Lo mismo puede decirse de las acciones personales: todas ellas pasan á los herederos de aquel á cuyo favor tuvieron origen, y todas tambien se pueden ejercitar contra los de la persona obligada , aunque esta responsabilidad hereditaria se entiende á proporcion solo de la parte de herencia que á cada uno le hubiere correspondido; á menos que todas estas porciones reunidas no importen tanto como lo que se reclame, y la herencia se haya aceptado con beneficio de inventario, pues entonces solo pueden ser reconvenidos los herederos, y hasta en la cantidad que hubieren adquirido , y nada mas.
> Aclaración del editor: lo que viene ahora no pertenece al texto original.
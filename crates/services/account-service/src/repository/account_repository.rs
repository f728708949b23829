//! Account repository trait and its SeaORM implementation.

use async_trait::async_trait;
use sea_orm::{
    ActiveModelTrait, ActiveValue::Unchanged, ColumnTrait, DatabaseConnection, DbErr, EntityTrait,
    QueryFilter, QueryOrder, QuerySelect, Set, SqlErr,
};
use tokio_util::sync::CancellationToken;

use super::entities::account::{self, ActiveModel, Entity as AccountEntity};
use crate::cancel::run_cancellable;
use common::{AppError, AppResult, OptionExt};
use domain::{Account, AccountId, Field, NewAccount};

#[cfg(any(test, feature = "test-utils"))]
use mockall::automock;

pub(crate) const OP_CREATE: &str = "create account";
pub(crate) const OP_GET_BY_ID: &str = "fetch account by id";
pub(crate) const OP_GET_BY_USERNAME: &str = "fetch account by username";
pub(crate) const OP_GET_BY_EMAIL: &str = "fetch account by email";
pub(crate) const OP_UPDATE: &str = "update account";
pub(crate) const OP_DELETE: &str = "delete account";
pub(crate) const OP_LIST: &str = "list accounts";

/// Account repository trait for dependency injection.
///
/// Every call takes a cancellation token; a cancelled call fails with
/// [`AppError::Cancelled`] and leaves storage untouched. Username and email
/// uniqueness is enforced by the backend, which reports violations as
/// [`AppError::AlreadyExists`].
#[cfg_attr(any(test, feature = "test-utils"), automock)]
#[async_trait]
pub trait AccountRepository: Send + Sync {
    /// Insert a new account; the backend assigns the identifier
    async fn create(&self, account: NewAccount, cancel: &CancellationToken) -> AppResult<Account>;

    /// Find account by ID (active or not)
    async fn get_by_id(&self, id: AccountId, cancel: &CancellationToken) -> AppResult<Account>;

    /// Find account by exact username (active or not)
    async fn get_by_username(
        &self,
        username: &str,
        cancel: &CancellationToken,
    ) -> AppResult<Account>;

    /// Find account by exact email (active or not)
    async fn get_by_email(&self, email: &str, cancel: &CancellationToken) -> AppResult<Account>;

    /// Replace username, email, updated timestamp and active flag
    async fn update(&self, account: &Account, cancel: &CancellationToken) -> AppResult<()>;

    /// Permanently remove the account (hard delete)
    async fn delete(&self, id: AccountId, cancel: &CancellationToken) -> AppResult<()>;

    /// Active accounts, newest first
    async fn list(
        &self,
        offset: u64,
        limit: u64,
        cancel: &CancellationToken,
    ) -> AppResult<Vec<Account>>;
}

/// Concrete implementation of AccountRepository over SeaORM
pub struct AccountStore {
    db: DatabaseConnection,
}

impl AccountStore {
    /// Create new repository instance
    pub fn new(db: DatabaseConnection) -> Self {
        Self { db }
    }

    async fn find_one(
        &self,
        operation: &'static str,
        column: account::Column,
        value: &str,
        cancel: &CancellationToken,
    ) -> AppResult<Account> {
        run_cancellable(cancel, operation, async {
            let model = AccountEntity::find()
                .filter(column.eq(value))
                .one(&self.db)
                .await
                .map_err(|e| AppError::persistence(operation, e))?;

            model.map(Account::from).ok_or_not_found()
        })
        .await
    }
}

#[async_trait]
impl AccountRepository for AccountStore {
    async fn create(&self, account: NewAccount, cancel: &CancellationToken) -> AppResult<Account> {
        run_cancellable(cancel, OP_CREATE, async {
            let active_model = ActiveModel {
                username: Set(account.username),
                email: Set(account.email),
                password_hash: Set(account.credential.hash().to_string()),
                password_salt: Set(account.credential.salt().to_string()),
                created_at: Set(account.created_at),
                updated_at: Set(account.updated_at),
                is_active: Set(account.active),
                ..Default::default()
            };

            let model = active_model
                .insert(&self.db)
                .await
                .map_err(|e| write_error(OP_CREATE, e))?;

            Ok(Account::from(model))
        })
        .await
    }

    async fn get_by_id(&self, id: AccountId, cancel: &CancellationToken) -> AppResult<Account> {
        run_cancellable(cancel, OP_GET_BY_ID, async {
            let model = AccountEntity::find_by_id(id.value())
                .one(&self.db)
                .await
                .map_err(|e| AppError::persistence(OP_GET_BY_ID, e))?;

            model.map(Account::from).ok_or_not_found()
        })
        .await
    }

    async fn get_by_username(
        &self,
        username: &str,
        cancel: &CancellationToken,
    ) -> AppResult<Account> {
        self.find_one(OP_GET_BY_USERNAME, account::Column::Username, username, cancel)
            .await
    }

    async fn get_by_email(&self, email: &str, cancel: &CancellationToken) -> AppResult<Account> {
        self.find_one(OP_GET_BY_EMAIL, account::Column::Email, email, cancel)
            .await
    }

    async fn update(&self, account: &Account, cancel: &CancellationToken) -> AppResult<()> {
        run_cancellable(cancel, OP_UPDATE, async {
            // Credential and creation time are left NotSet, so they are never written
            let active = ActiveModel {
                id: Unchanged(account.id.value()),
                username: Set(account.username.clone()),
                email: Set(account.email.clone()),
                updated_at: Set(account.updated_at),
                is_active: Set(account.active),
                ..Default::default()
            };

            active
                .update(&self.db)
                .await
                .map_err(|e| write_error(OP_UPDATE, e))?;
            Ok(())
        })
        .await
    }

    async fn delete(&self, id: AccountId, cancel: &CancellationToken) -> AppResult<()> {
        run_cancellable(cancel, OP_DELETE, async {
            let result = AccountEntity::delete_by_id(id.value())
                .exec(&self.db)
                .await
                .map_err(|e| AppError::persistence(OP_DELETE, e))?;

            if result.rows_affected == 0 {
                return Err(AppError::NotFound);
            }

            Ok(())
        })
        .await
    }

    async fn list(
        &self,
        offset: u64,
        limit: u64,
        cancel: &CancellationToken,
    ) -> AppResult<Vec<Account>> {
        run_cancellable(cancel, OP_LIST, async {
            let models = AccountEntity::find()
                .filter(account::Column::IsActive.eq(true))
                .order_by_desc(account::Column::CreatedAt)
                .order_by_desc(account::Column::Id)
                .offset(offset)
                .limit(limit)
                .all(&self.db)
                .await
                .map_err(|e| AppError::persistence(OP_LIST, e))?;

            Ok(models.into_iter().map(Account::from).collect())
        })
        .await
    }
}

/// Map a failed write, surfacing unique-constraint violations as conflicts.
fn write_error(operation: &'static str, err: DbErr) -> AppError {
    if let Some(SqlErr::UniqueConstraintViolation(detail)) = err.sql_err() {
        return AppError::already_exists(violated_field(&detail));
    }

    match err {
        DbErr::RecordNotUpdated => AppError::NotFound,
        other => AppError::persistence(operation, other),
    }
}

/// Constraint names carry the column (`accounts_email_key`).
fn violated_field(detail: &str) -> Field {
    if detail.contains("email") {
        Field::Email
    } else {
        Field::Username
    }
}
En cuanto a la accion criminal, ya hemos dicho que muerto el acusador puede seguirse por su beredero (1), y la de calumnia ó injuria por los ascendientes, descendientes, cónyuges y hermanos del difunto agraviado, siempre que la calumnia ó injuria trascienda á ellos, y en todo caso por el heredero (2).

La accion civil que nace de la penal tambien compete y es trasmisible á los herederos de la persona perjudicada por el delito (3).

(1) Ley 23, tit. 1.0, Part. 7.
(2) Art. 388 del Código Penal.
(3) Art. 119 id.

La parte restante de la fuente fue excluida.